**Data under study**

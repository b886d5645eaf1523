use tree_sitter::Node;

/// `node` followed by each of its ancestors up to the root, at most `limit` nodes
pub fn ancestors(node: Node<'_>, limit: usize) -> impl Iterator<Item = Node<'_>> {
    std::iter::successors(Some(node), |current| current.parent()).take(limit)
}

/// Named children only
pub fn named_children<'tree>(node: &Node<'tree>) -> Vec<Node<'tree>> {
    let mut cursor = node.walk();
    node.named_children(&mut cursor).collect()
}

pub fn parent_kind_is(node: &Node, kinds: &[&str]) -> bool {
    node.parent()
        .is_some_and(|parent| kinds.contains(&parent.kind()))
}
pub mod file;
pub mod parser;

pub use file::load_document;
pub use parser::{Location, parse_location, read_json_arg};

**Problem details**
From the line containing "pub fn parent_kind_is(node: &Node, kinds: &[&str])" to the last line of the material, please quote every line exactly and only those.

**Response to this task**
pub fn parent_kind_is(node: &Node, kinds: &[&str]) -> bool {
    node.parent()
        .is_some_and(|parent| kinds.contains(&parent.kind()))
}
pub mod file;
pub mod parser;

pub use file::load_document;
pub use parser::{Location, parse_location, read_json_arg};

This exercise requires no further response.